--- Exercise directions ---
In the records below, find the line that contains "DELETE / UNION as" and the line that contains "pub mod error;", then retype exactly those two lines and every line between them.

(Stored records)
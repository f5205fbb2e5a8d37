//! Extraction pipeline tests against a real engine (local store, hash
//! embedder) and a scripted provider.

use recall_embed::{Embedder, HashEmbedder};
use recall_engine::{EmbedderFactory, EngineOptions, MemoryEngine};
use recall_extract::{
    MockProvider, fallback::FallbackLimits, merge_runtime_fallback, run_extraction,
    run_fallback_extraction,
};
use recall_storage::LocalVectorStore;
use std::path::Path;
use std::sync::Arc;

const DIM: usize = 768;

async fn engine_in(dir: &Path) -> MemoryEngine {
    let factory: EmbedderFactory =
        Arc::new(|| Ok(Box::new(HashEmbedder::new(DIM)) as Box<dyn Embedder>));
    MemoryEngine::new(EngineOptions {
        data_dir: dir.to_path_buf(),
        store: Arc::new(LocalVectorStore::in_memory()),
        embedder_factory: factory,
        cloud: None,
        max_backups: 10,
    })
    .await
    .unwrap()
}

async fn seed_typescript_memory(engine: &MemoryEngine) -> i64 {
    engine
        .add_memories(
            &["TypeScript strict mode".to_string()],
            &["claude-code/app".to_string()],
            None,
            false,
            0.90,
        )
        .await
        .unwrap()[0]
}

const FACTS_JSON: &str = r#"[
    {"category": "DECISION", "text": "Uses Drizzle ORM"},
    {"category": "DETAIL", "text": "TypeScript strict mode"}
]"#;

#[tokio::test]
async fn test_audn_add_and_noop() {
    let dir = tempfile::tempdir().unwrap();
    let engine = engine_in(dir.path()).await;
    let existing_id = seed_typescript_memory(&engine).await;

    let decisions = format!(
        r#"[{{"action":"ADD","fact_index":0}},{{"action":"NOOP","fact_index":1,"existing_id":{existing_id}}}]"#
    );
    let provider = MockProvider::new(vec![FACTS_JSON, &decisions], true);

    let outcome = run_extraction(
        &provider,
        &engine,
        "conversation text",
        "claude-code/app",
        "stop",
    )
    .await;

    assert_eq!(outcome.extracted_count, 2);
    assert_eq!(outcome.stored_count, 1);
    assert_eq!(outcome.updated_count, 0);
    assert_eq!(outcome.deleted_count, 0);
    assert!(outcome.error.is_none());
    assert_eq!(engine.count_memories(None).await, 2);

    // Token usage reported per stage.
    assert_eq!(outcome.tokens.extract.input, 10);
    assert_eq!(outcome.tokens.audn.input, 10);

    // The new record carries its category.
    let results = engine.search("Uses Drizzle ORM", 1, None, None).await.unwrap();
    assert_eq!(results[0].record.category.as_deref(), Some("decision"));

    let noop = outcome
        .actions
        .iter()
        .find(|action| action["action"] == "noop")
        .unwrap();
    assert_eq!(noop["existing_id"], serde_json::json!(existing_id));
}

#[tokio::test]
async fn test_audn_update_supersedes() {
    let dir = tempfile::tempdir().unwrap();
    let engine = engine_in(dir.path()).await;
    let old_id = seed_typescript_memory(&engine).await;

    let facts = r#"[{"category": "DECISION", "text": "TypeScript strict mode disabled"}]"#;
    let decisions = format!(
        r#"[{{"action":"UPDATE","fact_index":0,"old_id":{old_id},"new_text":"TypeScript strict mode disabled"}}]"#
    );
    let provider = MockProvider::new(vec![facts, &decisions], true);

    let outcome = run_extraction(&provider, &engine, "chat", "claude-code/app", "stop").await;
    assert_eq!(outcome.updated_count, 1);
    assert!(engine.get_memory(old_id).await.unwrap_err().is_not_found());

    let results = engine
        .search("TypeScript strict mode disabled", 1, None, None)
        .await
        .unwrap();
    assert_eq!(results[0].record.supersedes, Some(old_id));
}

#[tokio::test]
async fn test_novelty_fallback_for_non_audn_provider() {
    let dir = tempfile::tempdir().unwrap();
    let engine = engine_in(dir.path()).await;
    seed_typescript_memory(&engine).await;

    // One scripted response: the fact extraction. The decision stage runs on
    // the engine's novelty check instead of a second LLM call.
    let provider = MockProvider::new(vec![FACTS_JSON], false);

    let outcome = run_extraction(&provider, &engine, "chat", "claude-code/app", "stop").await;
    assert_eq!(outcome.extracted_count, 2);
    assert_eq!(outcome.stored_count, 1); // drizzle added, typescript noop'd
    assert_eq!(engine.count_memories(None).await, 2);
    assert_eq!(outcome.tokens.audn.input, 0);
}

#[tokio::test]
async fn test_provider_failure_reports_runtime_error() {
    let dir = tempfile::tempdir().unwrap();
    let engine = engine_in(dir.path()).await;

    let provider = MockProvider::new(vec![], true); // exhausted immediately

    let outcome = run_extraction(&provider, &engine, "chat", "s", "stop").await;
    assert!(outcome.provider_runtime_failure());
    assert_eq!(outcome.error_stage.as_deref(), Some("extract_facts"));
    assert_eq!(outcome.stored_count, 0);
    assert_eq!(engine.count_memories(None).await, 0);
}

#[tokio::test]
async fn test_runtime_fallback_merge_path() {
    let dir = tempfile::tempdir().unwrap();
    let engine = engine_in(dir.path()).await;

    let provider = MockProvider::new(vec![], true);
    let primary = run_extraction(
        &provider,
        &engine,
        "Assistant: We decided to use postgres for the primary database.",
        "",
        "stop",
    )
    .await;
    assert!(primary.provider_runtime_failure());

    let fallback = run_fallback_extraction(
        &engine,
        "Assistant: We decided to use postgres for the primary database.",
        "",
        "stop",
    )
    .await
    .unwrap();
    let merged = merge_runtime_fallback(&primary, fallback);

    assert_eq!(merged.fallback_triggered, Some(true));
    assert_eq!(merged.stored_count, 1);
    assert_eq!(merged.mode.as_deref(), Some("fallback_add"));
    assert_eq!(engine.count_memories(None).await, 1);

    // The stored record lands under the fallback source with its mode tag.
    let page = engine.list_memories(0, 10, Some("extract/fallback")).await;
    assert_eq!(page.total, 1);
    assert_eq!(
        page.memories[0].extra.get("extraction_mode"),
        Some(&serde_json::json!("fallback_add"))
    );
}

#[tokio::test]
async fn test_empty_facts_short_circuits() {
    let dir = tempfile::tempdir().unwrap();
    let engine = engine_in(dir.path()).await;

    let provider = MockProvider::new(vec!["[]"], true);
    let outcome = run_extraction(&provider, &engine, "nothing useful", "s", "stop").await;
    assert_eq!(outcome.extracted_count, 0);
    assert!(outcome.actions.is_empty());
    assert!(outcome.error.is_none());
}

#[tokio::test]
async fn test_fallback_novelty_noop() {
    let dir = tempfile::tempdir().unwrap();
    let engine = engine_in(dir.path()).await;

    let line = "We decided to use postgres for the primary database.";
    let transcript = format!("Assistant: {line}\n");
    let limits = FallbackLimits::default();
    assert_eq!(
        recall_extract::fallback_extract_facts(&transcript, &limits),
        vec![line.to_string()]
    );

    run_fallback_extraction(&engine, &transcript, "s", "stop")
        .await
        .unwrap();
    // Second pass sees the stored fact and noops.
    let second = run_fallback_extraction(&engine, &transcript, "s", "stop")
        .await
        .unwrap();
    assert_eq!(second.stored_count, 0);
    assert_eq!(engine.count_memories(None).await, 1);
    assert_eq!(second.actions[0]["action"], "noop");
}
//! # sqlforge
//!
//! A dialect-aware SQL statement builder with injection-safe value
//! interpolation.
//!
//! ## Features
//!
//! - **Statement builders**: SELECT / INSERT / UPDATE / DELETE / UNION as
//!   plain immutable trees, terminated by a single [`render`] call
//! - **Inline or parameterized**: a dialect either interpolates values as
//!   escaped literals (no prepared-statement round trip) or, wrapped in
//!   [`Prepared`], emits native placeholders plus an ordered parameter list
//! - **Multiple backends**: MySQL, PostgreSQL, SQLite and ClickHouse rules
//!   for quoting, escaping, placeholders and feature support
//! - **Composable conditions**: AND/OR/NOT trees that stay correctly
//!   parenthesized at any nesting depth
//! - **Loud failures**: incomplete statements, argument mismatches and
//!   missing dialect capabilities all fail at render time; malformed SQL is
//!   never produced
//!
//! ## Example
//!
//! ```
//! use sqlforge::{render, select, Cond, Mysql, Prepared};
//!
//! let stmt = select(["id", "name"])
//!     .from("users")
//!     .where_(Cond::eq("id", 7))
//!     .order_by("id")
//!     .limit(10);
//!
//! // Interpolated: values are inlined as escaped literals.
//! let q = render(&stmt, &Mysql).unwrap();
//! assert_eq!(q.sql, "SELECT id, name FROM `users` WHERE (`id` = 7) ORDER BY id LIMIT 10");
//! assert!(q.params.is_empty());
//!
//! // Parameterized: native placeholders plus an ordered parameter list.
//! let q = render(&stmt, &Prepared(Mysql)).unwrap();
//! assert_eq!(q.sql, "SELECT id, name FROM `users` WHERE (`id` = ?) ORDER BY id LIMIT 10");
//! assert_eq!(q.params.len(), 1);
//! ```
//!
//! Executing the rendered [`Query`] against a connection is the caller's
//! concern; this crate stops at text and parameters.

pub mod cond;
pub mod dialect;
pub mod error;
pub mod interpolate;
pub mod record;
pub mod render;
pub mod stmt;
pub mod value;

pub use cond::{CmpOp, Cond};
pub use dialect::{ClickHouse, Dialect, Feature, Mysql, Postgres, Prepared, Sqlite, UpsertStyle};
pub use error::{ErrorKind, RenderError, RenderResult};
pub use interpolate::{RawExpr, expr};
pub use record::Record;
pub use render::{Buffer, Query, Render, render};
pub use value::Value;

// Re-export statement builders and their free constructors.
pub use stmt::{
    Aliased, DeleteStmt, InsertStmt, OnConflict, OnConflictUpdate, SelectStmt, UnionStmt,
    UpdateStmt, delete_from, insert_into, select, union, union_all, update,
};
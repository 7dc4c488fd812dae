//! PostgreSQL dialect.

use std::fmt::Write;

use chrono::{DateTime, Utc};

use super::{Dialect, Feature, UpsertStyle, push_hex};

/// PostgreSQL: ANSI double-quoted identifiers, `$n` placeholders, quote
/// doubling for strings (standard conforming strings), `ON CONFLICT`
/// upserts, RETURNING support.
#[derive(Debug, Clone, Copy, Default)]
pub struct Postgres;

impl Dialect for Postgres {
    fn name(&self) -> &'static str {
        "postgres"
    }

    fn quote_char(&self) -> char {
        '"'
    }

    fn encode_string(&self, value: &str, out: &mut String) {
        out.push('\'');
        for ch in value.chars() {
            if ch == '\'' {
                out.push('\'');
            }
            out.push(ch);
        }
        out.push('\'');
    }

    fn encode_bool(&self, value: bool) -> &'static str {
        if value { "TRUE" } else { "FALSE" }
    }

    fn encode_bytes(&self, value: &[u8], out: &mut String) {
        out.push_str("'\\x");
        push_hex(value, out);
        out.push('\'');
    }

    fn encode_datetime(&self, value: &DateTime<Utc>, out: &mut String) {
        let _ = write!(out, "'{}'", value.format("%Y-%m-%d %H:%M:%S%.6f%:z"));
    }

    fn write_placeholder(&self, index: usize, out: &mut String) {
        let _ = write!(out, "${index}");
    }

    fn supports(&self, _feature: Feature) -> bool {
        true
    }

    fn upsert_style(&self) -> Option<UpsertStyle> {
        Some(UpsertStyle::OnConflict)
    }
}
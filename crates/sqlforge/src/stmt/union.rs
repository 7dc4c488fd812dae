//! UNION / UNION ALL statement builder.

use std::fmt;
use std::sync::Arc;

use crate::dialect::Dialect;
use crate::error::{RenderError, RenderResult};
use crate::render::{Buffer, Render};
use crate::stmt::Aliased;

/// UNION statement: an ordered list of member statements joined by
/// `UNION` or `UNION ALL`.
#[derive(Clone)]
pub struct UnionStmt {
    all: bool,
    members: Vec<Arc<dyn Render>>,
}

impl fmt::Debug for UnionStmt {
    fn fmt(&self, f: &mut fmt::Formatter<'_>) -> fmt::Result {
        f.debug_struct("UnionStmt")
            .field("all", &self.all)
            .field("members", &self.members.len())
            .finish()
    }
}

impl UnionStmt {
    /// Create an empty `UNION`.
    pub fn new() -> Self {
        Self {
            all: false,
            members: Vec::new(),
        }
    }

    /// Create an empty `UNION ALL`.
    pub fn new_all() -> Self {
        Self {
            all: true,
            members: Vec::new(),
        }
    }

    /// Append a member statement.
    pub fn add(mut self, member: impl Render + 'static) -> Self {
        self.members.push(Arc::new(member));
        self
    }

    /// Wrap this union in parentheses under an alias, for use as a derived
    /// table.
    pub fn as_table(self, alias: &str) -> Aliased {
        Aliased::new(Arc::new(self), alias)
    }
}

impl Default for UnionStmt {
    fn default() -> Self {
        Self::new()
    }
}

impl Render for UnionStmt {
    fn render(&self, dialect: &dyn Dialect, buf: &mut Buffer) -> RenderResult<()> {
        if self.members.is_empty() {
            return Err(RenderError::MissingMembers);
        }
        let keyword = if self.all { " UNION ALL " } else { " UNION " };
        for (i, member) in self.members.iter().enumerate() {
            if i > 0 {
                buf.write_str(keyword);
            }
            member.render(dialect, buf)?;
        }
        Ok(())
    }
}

--- Result ---
//! - **Statement builders**: SELECT / INSERT / UPDATE / DELETE / UNION as
//!   plain immutable trees, terminated by a single [`render`] call
//! - **Inline or parameterized**: a dialect either interpolates values as
//!   escaped literals (no prepared-statement round trip) or, wrapped in
//!   [`Prepared`], emits native placeholders plus an ordered parameter list
//! - **Multiple backends**: MySQL, PostgreSQL, SQLite and ClickHouse rules
//!   for quoting, escaping, placeholders and feature support
//! - **Composable conditions**: AND/OR/NOT trees that stay correctly
//!   parenthesized at any nesting depth
//! - **Loud failures**: incomplete statements, argument mismatches and
//!   missing dialect capabilities all fail at render time; malformed SQL is
//!   never produced
//!
//! ## Example
//!
//! ```
//! use sqlforge::{render, select, Cond, Mysql, Prepared};
//!
//! let stmt = select(["id", "name"])
//!     .from("users")
//!     .where_(Cond::eq("id", 7))
//!     .order_by("id")
//!     .limit(10);
//!
//! // Interpolated: values are inlined as escaped literals.
//! let q = render(&stmt, &Mysql).unwrap();
//! assert_eq!(q.sql, "SELECT id, name FROM `users` WHERE (`id` = 7) ORDER BY id LIMIT 10");
//! assert!(q.params.is_empty());
//!
//! // Parameterized: native placeholders plus an ordered parameter list.
//! let q = render(&stmt, &Prepared(Mysql)).unwrap();
//! assert_eq!(q.sql, "SELECT id, name FROM `users` WHERE (`id` = ?) ORDER BY id LIMIT 10");
//! assert_eq!(q.params.len(), 1);
//! ```
//!
//! Executing the rendered [`Query`] against a connection is the caller's
//! concern; this crate stops at text and parameters.

pub mod cond;
pub mod dialect;
pub mod error;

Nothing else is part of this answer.